### Brief
Nothing but the data, repeated exactly, belongs in the answer.

[Records contained in a dataset]
========
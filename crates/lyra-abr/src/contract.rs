//! What the engine hands an ABR estimator, and what it gets back.

use std::{ops::Range, sync::Arc, time::Duration};

use lyra_core::{CancelToken, SharedReference};
use lyra_manifest::{AdaptationContent, Representation};
use lyra_observer::ReadOnlyPlaybackObserver;

use crate::{AbrObservation, Estimate, RequestId, RequestInfo, RequestMetrics};

/// Request lifecycle feedback sent to the estimator.
#[cfg_attr(
    any(test, feature = "test-utils"),
    unimock::unimock(api = AbrCallbacksMock)
)]
pub trait AbrCallbacks: Send + Sync {
    fn on_request_begin(&self, request: &RequestInfo);

    fn on_request_progress(&self, id: RequestId, loaded_bytes: u64, elapsed: Duration);

    fn on_request_end(&self, id: RequestId);

    fn on_metrics(&self, metrics: &RequestMetrics);

    /// A segment was pushed; `buffered` is the sink's inventory after it.
    fn on_added_segment(&self, representation_id: &str, buffered: &[Range<f64>]);
}

/// Callbacks that ignore everything.
#[derive(Clone, Copy, Debug, Default)]
pub struct NoopAbrCallbacks;

impl AbrCallbacks for NoopAbrCallbacks {
    fn on_request_begin(&self, _request: &RequestInfo) {}

    fn on_request_progress(&self, _id: RequestId, _loaded_bytes: u64, _elapsed: Duration) {}

    fn on_request_end(&self, _id: RequestId) {}

    fn on_metrics(&self, _metrics: &RequestMetrics) {}

    fn on_added_segment(&self, _representation_id: &str, _buffered: &[Range<f64>]) {}
}

/// Inputs of one estimation session (one track, one period).
#[derive(Clone, Debug)]
pub struct EstimatorContext {
    pub content: AdaptationContent,
    /// Candidates, already filtered on support and decipherability.
    pub representations: Vec<Arc<Representation>>,
    /// Representation currently loaded by the engine.
    pub current_representation: SharedReference<Option<Arc<Representation>>>,
    pub observer: ReadOnlyPlaybackObserver<AbrObservation>,
}

/// Output of one estimation session.
///
/// Finishing `estimates` ends the session: the engine treats it as an
/// estimator failure and stops the track urgently.
#[derive(Clone)]
pub struct EstimatorOutput {
    pub estimates: SharedReference<Option<Estimate>>,
    pub callbacks: Arc<dyn AbrCallbacks>,
}

impl std::fmt::Debug for EstimatorOutput {
    fn fmt(&self, f: &mut std::fmt::Formatter<'_>) -> std::fmt::Result {
        f.debug_struct("EstimatorOutput")
            .field("estimates", &self.estimates)
            .finish_non_exhaustive()
    }
}

/// Produces Representation estimates for one track.
pub trait RepresentationEstimator: Send + Sync {
    /// Start estimating. Everything the session registered is released when
    /// `cancel` is cancelled.
    fn estimate(&self, context: EstimatorContext, cancel: &CancelToken) -> EstimatorOutput;
}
========
### Answer to this task
filename crates/lyra-abr/src/contract.rs
//! What the engine hands an ABR estimator, and what it gets back.

use std::{ops::Range, sync::Arc, time::Duration};

use lyra_core::{CancelToken, SharedReference};
use lyra_manifest::{AdaptationContent, Representation};
use lyra_observer::ReadOnlyPlaybackObserver;

use crate::{AbrObservation, Estimate, RequestId, RequestInfo, RequestMetrics};

/// Request lifecycle feedback sent to the estimator.
#[cfg_attr(
    any(test, feature = "test-utils"),
    unimock::unimock(api = AbrCallbacksMock)
)]
pub trait AbrCallbacks: Send + Sync {
    fn on_request_begin(&self, request: &RequestInfo);

    fn on_request_progress(&self, id: RequestId, loaded_bytes: u64, elapsed: Duration);

    fn on_request_end(&self, id: RequestId);

    fn on_metrics(&self, metrics: &RequestMetrics);

    /// A segment was pushed; `buffered` is the sink's inventory after it.
    fn on_added_segment(&self, representation_id: &str, buffered: &[Range<f64>]);
}

/// Callbacks that ignore everything.
#[derive(Clone, Copy, Debug, Default)]
pub struct NoopAbrCallbacks;

impl AbrCallbacks for NoopAbrCallbacks {
    fn on_request_begin(&self, _request: &RequestInfo) {}

    fn on_request_progress(&self, _id: RequestId, _loaded_bytes: u64, _elapsed: Duration) {}

    fn on_request_end(&self, _id: RequestId) {}

    fn on_metrics(&self, _metrics: &RequestMetrics) {}

    fn on_added_segment(&self, _representation_id: &str, _buffered: &[Range<f64>]) {}
}

/// Inputs of one estimation session (one track, one period).
#[derive(Clone, Debug)]
pub struct EstimatorContext {
    pub content: AdaptationContent,
    /// Candidates, already filtered on support and decipherability.
    pub representations: Vec<Arc<Representation>>,
    /// Representation currently loaded by the engine.
    pub current_representation: SharedReference<Option<Arc<Representation>>>,
    pub observer: ReadOnlyPlaybackObserver<AbrObservation>,
}

/// Output of one estimation session.
///
/// Finishing `estimates` ends the session: the engine treats it as an
/// estimator failure and stops the track urgently.
#[derive(Clone)]
pub struct EstimatorOutput {
    pub estimates: SharedReference<Option<Estimate>>,
    pub callbacks: Arc<dyn AbrCallbacks>,
}

impl std::fmt::Debug for EstimatorOutput {
    fn fmt(&self, f: &mut std::fmt::Formatter<'_>) -> std::fmt::Result {
        f.debug_struct("EstimatorOutput")
            .field("estimates", &self.estimates)
            .finish_non_exhaustive()
    }
}

/// Produces Representation estimates for one track.
pub trait RepresentationEstimator: Send + Sync {
    /// Start estimating. Everything the session registered is released when
    /// `cancel` is cancelled.
    fn estimate(&self, context: EstimatorContext, cancel: &CancelToken) -> EstimatorOutput;
}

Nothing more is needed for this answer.